Sobre investimentos

Confiança. É o ‘asset’ mais valioso nos dias de hoje. Seja no campo pessoal ou profissional esta pequena palavra é a base para se construir algo sólido. A meu ver, atualmente, assumiu ainda maior importância nesta sociedade do imediato e onde as relações são vividas num plano demasiado superficial. A confiança é um ativo estrutural na construção de um caminho conjunto entre duas pessoas e/ou entidades. Se não acreditarmos nos princípios e valores de quem está ao nosso lado ou a trabalhar diretamente connosco não temos nada. O mais provável, nesses casos, é que a relação não tenha grande futuro.
No amor, acredito que a confiança é um dos princípios fundamentais para a construção de uma relação consistente e duradoura. É com confiança e respeito pelo namorado(a), companheiro(a), marido ou mulher que se começa a construir algo. Se pensarmos bem, afinal uma casa não se começa a construir pelo telhado, verdade? Começamos a construir a casa pelos alicerces e pela base. É logo aí que surge a confiança. Temos que acreditar que quem está ao nosso lado quer o nosso melhor e que, no meio de tantas opções (e acreditem que hoje há demasiadas!!), nos escolheu a nós sem que nada o/a obrigasse. Se assim acontece, então é porque realmente somos especiais. É acreditar que contamos sempre com a sua verdade e honestidade, mesmo que em alguns momentos possa doer. É acreditar que vamos ter sempre ao nosso lado a melhor versão do outro. Porque merecemos e porque escolhemos confiar. E, no amor, sem esta confiança em nós e no outro não somos nada.

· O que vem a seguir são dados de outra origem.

//! Two-pass alignment probability pipeline.
//!
//! Pass 1 counts reads, trains the read model on uniquely aligned reads and
//! collects reads with too many alignments. Pass 2 re-streams the same input
//! and writes one probability line per read.

use crate::alignment::AlignmentSource;
use crate::bam_input::{self, AlignmentReader};
use crate::classify::{classify, CategoryCounts};
use crate::cli::Args;
use crate::fasta::TranscriptSequence;
use crate::fragment::{Fragment, FragmentReader};
use crate::model::{ModelConfig, ReadDistribution, ReadModel};
use crate::output::{self, ProbabilityWriter, TagAlignment};
use crate::transcript_info::{InfoWritten, TranscriptInfo};
use crate::types::{HashSet, HashSetExt, TrId};
use anyhow::{bail, Context, Result};
use std::collections::BTreeSet;
use std::io::Write;
use std::sync::atomic::{AtomicBool, Ordering};
use std::sync::Arc;

/// Cooperative cancellation flag, polled once per fragment.
#[derive(Debug, Clone, Default)]
pub struct Interrupt(Arc<AtomicBool>);

impl Interrupt {
    pub fn new() -> Self {
        Self::default()
    }

    pub fn trigger(&self) {
        self.0.store(true, Ordering::Relaxed);
    }

    pub fn is_triggered(&self) -> bool {
        self.0.load(Ordering::Relaxed)
    }

    fn check(&self) -> Result<()> {
        if self.is_triggered() {
            bail!("interrupted");
        }
        Ok(())
    }
}

#[derive(Debug, Clone, Default)]
pub struct PipelineConfig {
    /// Reads with more alignments than this are skipped; 0 disables the limit.
    pub max_alignments: u64,
    /// Feed uniquely aligned reads to the model in pass 1.
    pub train: bool,
    /// Collect names of reads without a usable alignment in pass 2.
    pub track_failed: bool,
}

/// Read names excluded from pass 2. Built by pass 1 and read-only afterwards.
#[derive(Debug, Clone, Default)]
pub struct IgnoreSet {
    names: HashSet<String>,
}

impl IgnoreSet {
    pub fn contains(&self, name: &str) -> bool {
        self.names.contains(name)
    }

    pub fn len(&self) -> usize {
        self.names.len()
    }

    pub fn is_empty(&self) -> bool {
        self.names.is_empty()
    }
}

impl FromIterator<String> for IgnoreSet {
    fn from_iter<I: IntoIterator<Item = String>>(iter: I) -> Self {
        let mut names = HashSet::new();
        names.extend(iter);
        Self { names }
    }
}

#[derive(Debug, Clone, Default, PartialEq, Eq)]
pub struct PassOneStats {
    pub fragments: u64,
    /// Reads seen (Ntotal).
    pub n_total: u64,
    /// Reads with at least one mapped alignment and not ignored (Nmap).
    pub n_map: u64,
    pub counts: CategoryCounts,
    /// Reads submitted to the model.
    pub observed: u64,
    /// Paired reads where neither mate bit is set.
    pub reads_without_end_info: u64,
    /// Reads reported both as a proper pair and as single-end.
    pub reads_paired_and_single: u64,
}

#[derive(Debug, Default)]
pub struct PassOne {
    pub stats: PassOneStats,
    pub ignored: IgnoreSet,
}

/// Pass 1: count reads and alignment categories, train `model`, build the ignore set.
pub fn count_and_train<S, M>(
    source: S,
    model: &mut M,
    config: &PipelineConfig,
    interrupt: &Interrupt,
) -> Result<PassOne>
where
    S: AlignmentSource,
    M: ReadModel + ?Sized,
{
    let mut reader = FragmentReader::new(source)?;
    let mut stats = PassOneStats::default();
    let mut ignored: Vec<String> = Vec::new();
    let mut read_counts = CategoryCounts::default();
    // The read's first mapped fragment; it is the training fragment when the read turns out unique.
    let mut unique = Fragment::default();

    while reader.advance()? {
        interrupt.check()?;
        let fragment = reader.current();
        stats.fragments += 1;

        let class = classify(fragment);
        if class.is_mapped() {
            read_counts.record(class);
            stats.counts.record(class);
            if read_counts.total() == 1 {
                unique.copy_from(fragment);
            }
        }

        if !reader.at_read_end() {
            continue;
        }
        stats.n_total += 1;
        let all = read_counts.total();
        if all == 0 {
            continue;
        }
        stats.n_map += 1;
        if read_counts.weird > 0 {
            stats.reads_without_end_info += 1;
        }
        if read_counts.single > 0 && read_counts.paired > 0 {
            stats.reads_paired_and_single += 1;
        }
        if all == 1 {
            if config.train {
                model.observe(&unique);
                stats.observed += 1;
            }
        } else if config.max_alignments > 0 && all > config.max_alignments {
            ignored.push(fragment.name().to_string());
            stats.n_map -= 1;
        }
        read_counts.reset();
    }

    Ok(PassOne {
        stats,
        ignored: ignored.into_iter().collect(),
    })
}

#[derive(Debug, Clone, Default, PartialEq, Eq)]
pub struct PassTwoStats {
    pub reads: u64,
    /// Alignments that were scored, by category.
    pub counts: CategoryCounts,
    /// Alignments the model could not score.
    pub invalid: u64,
    /// Reads without any mapped alignment.
    pub no_alignment: u64,
    pub ignored_reads: u64,
    /// Lines written to the probability file.
    pub lines: u64,
}

#[derive(Debug, Default)]
pub struct PassTwo {
    pub stats: PassTwoStats,
    pub failed: BTreeSet<String>,
}

struct Progress {
    total: u64,
    next_percent: u64,
}

impl Progress {
    fn new(total: u64) -> Self {
        Self { total, next_percent: 10 }
    }

    fn update(&mut self, done: u64) {
        if self.total == 0 || self.next_percent > 100 {
            return;
        }
        let percent = done.saturating_mul(100) / self.total;
        if percent >= self.next_percent {
            tracing::info!(reads = done, "{}% of reads processed", percent.min(100));
            self.next_percent = (percent / 10 + 1) * 10;
        }
    }
}

/// Pass 2: score every alignment of every non-ignored read and write one line per read.
///
/// `expected_reads` is only used for progress reporting.
pub fn assign_probabilities<S, M, W>(
    source: S,
    model: &mut M,
    ignored: &IgnoreSet,
    config: &PipelineConfig,
    writer: &mut ProbabilityWriter<W>,
    interrupt: &Interrupt,
    expected_reads: u64,
) -> Result<PassTwo>
where
    S: AlignmentSource,
    M: ReadModel + ?Sized,
    W: Write,
{
    let mut reader = FragmentReader::new(source)?;
    let mut stats = PassTwoStats::default();
    let mut failed = BTreeSet::new();
    let mut alignments: Vec<TagAlignment> = Vec::new();
    let mut had_invalid = false;
    let mut progress = Progress::new(expected_reads);
    let lines_before = writer.lines();

    while reader.advance()? {
        interrupt.check()?;

        if ignored.contains(reader.current().name()) {
            while !reader.at_read_end() {
                interrupt.check()?;
                if !reader.advance()? {
                    break;
                }
            }
            stats.reads += 1;
            stats.ignored_reads += 1;
            progress.update(stats.reads);
            continue;
        }

        let fragment = reader.current();
        let class = classify(fragment);
        if class.is_mapped() {
            match model.probability(fragment) {
                Some(p) => {
                    alignments.push(TagAlignment {
                        tr_id: fragment.first.ref_id.map_or(0, |id| id as TrId + 1),
                        prob: p.prob,
                        noise: p.noise,
                    });
                    stats.counts.record(class);
                }
                None => {
                    stats.invalid += 1;
                    had_invalid = true;
                }
            }
        }

        if !reader.at_read_end() {
            continue;
        }
        stats.reads += 1;
        progress.update(stats.reads);
        let name = fragment.name();
        if !alignments.is_empty() {
            writer.write_read(name, &alignments)?;
            alignments.clear();
        } else {
            if had_invalid {
                // Keeps the number of lines equal to Nmap.
                writer.write_placeholder(name)?;
            } else {
                stats.no_alignment += 1;
            }
            if config.track_failed {
                failed.insert(name.to_string());
                if let Some(second) = fragment.second_mate() {
                    failed.insert(second.name.clone());
                }
            }
        }
        had_invalid = false;
    }

    stats.lines = writer.lines() - lines_before;
    Ok(PassTwo { stats, failed })
}

#[derive(Debug, Default)]
pub struct RunSummary {
    pub pass_one: PassOneStats,
    pub pass_two: PassTwoStats,
    pub ignored: usize,
}

/// Transcript information from the alignment header, or from `--trInfoFile` when the header has none.
///
/// In the second case the loaded transcripts also become the reader's reference dictionary.
pub fn initialize_transcript_info(args: &Args, reader: &mut AlignmentReader) -> Result<TranscriptInfo> {
    let refs = reader.reference_sequences();
    if !refs.is_empty() {
        tracing::debug!(transcripts = refs.len(), "using alignment header for transcript information");
        return Ok(TranscriptInfo::from_references(refs));
    }
    let Some(path) = &args.tr_info_file else {
        bail!(
            "alignment file does not contain a header, or the header is empty; \
             include the header in the alignment file or provide a transcript information file \
             (--trInfoFile, lines of <gene name> <transcript name> <transcript length>)"
        );
    };
    tracing::info!(path = %path.display(), "using transcript information file");
    let info = TranscriptInfo::load(path).context("can't get transcript information")?;
    reader.set_reference_sequences(info.references())?;
    Ok(info)
}

/// Run both passes from the command line arguments.
pub fn run(args: &Args, interrupt: &Interrupt) -> Result<RunSummary> {
    let format = bam_input::detect_format(&args.alignments, args.format.as_deref())?;
    let mut alignments = AlignmentReader::open(&args.alignments, format, args.threads)?;
    let mut tr_info = initialize_transcript_info(args, &mut alignments)?;

    tracing::debug!("initializing transcript sequences");
    let tr_seq = TranscriptSequence::load(&args.tr_seq_file)?;
    tr_seq.validate(&tr_info)?;
    tr_seq.apply_gene_names(&mut tr_info)?;

    if !args.uniform {
        tracing::warn!("non-uniform read distribution is not available; using the uniform read distribution");
    }
    let model_config = ModelConfig {
        fragment_length: args.len_mu.zip(args.len_sigma),
        noise_mismatches: args.noise_mismatches,
    };
    let mut model = ReadDistribution::new(tr_info.lengths(), &model_config)?;
    let config = PipelineConfig {
        max_alignments: args.max_alignments,
        train: model.needs_training(),
        track_failed: args.failed.is_some(),
    };

    let pass_one = count_and_train(&mut alignments, &mut model, &config, interrupt)?;
    let s1 = &pass_one.stats;
    tracing::info!(n_total = s1.n_total, n_map = s1.n_map, "reads counted");
    if !pass_one.ignored.is_empty() {
        tracing::info!(
            ignored = pass_one.ignored.len(),
            max_alignments = config.max_alignments,
            "reads skipped due to having too many alignments"
        );
    }
    if s1.reads_without_end_info > 0 {
        tracing::warn!(
            reads = s1.reads_without_end_info,
            "reads were paired, but do not have \"end\" information (is your alignment file valid?)"
        );
    }
    if s1.reads_paired_and_single > 0 {
        tracing::warn!(
            reads = s1.reads_paired_and_single,
            "reads were reported as both paired and single end (is your alignment file valid?)"
        );
    }

    tracing::debug!("normalizing read distribution");
    model.normalize();
    if let Some(path) = &args.distribution_file {
        model.write_distribution(path)?;
    }

    let mut alignments = alignments.reopen().context("failed re-reading alignments")?;
    tracing::info!(path = %args.out_file.display(), "writing alignment probabilities");
    let mut writer = ProbabilityWriter::create(&args.out_file)?;
    let n_total = match args.reads_n {
        Some(n) if n >= s1.n_total => n,
        Some(n) => {
            tracing::warn!(reads_n = n, counted = s1.n_total, "--readsN is smaller than the number of reads in the alignment file");
            s1.n_total
        }
        None => s1.n_total,
    };
    writer.write_header(n_total, s1.n_map)?;
    let pass_two = assign_probabilities(
        &mut alignments,
        &mut model,
        &pass_one.ignored,
        &config,
        &mut writer,
        interrupt,
        s1.n_total,
    )?;
    writer.finish()?;
    drop(alignments);

    log_pass_two(&pass_two.stats, pass_one.ignored.len());
    model.write_warnings();

    if let Some(path) = &args.failed {
        output::write_failed_reads(path, &pass_two.failed)?;
    }

    if let Some(path) = &args.tr_info_file {
        tracing::debug!("computing effective lengths");
        tr_info.set_effective_lengths(&model.effective_lengths())?;
        match tr_info.write_preserving(path) {
            Ok(InfoWritten::Primary(p) | InfoWritten::Fallback(p)) => {
                tracing::info!(path = %p.display(), "transcript information saved");
            }
            Err(e) => tracing::warn!(error = %e, "writing transcript information failed"),
        }
    }

    Ok(RunSummary {
        pass_one: pass_one.stats,
        pass_two: pass_two.stats,
        ignored: pass_one.ignored.len(),
    })
}

fn log_pass_two(stats: &PassTwoStats, ignored: usize) {
    let counts = &stats.counts;
    tracing::info!(reads = stats.reads, alignments = counts.total(), "analyzed reads");
    if ignored > 0 {
        tracing::debug!(ignored, "reads ignored due to --limitA");
    }
    if stats.invalid > 0 {
        tracing::debug!(invalid = stats.invalid, "alignments could not be scored");
    }
    if stats.no_alignment > 0 {
        tracing::debug!(reads = stats.no_alignment, "reads had no alignments");
    }
    tracing::debug!(
        paired = counts.paired,
        half = counts.half_pairs(),
        single = counts.single,
        "scored alignments by type"
    );
}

Também no trabalho e nas empresas se pode aplicar o mesmo princípio, sobretudo quando se trabalha diretamente com clientes. Sem o fator confiança nada acontece. Porque os clientes não acreditam, ou seja, não compram a ideia de que aquela é mesmo a melhor solução para eles. Mas será que os podemos culpar? A verdade é que hoje a competitividade faz com que, nas empresas se queiram atingir resultados imediatos. E como em qualquer relação, a confiança não se ganha de um ‘pé para o outro’. É necessário tempo para que as pessoas se conheçam, para que saibam exatamente as suas necessidades e limites, para se ‘namorarem’. Só assim existem condições para que se estabeleçam relações de confiança e se para que se atinjam novos patamares (chamem-lhe negócios, se preferirem!). Assistimos hoje a uma falta de confiança generalizada que se instalou na sociedade devido a comportamentos menos próprios de um conjunto de pessoas/entidades que acabaram por conduzir ao desinteresse das pessoas nas mais diversas áreas desde a saúde, à educação, passando pela política ou economia. Sem confiança não existe espaço para que nada se desenvolva. Ela (a confiança) é, sem dúvida, um dos mais poderosos ativos que temos.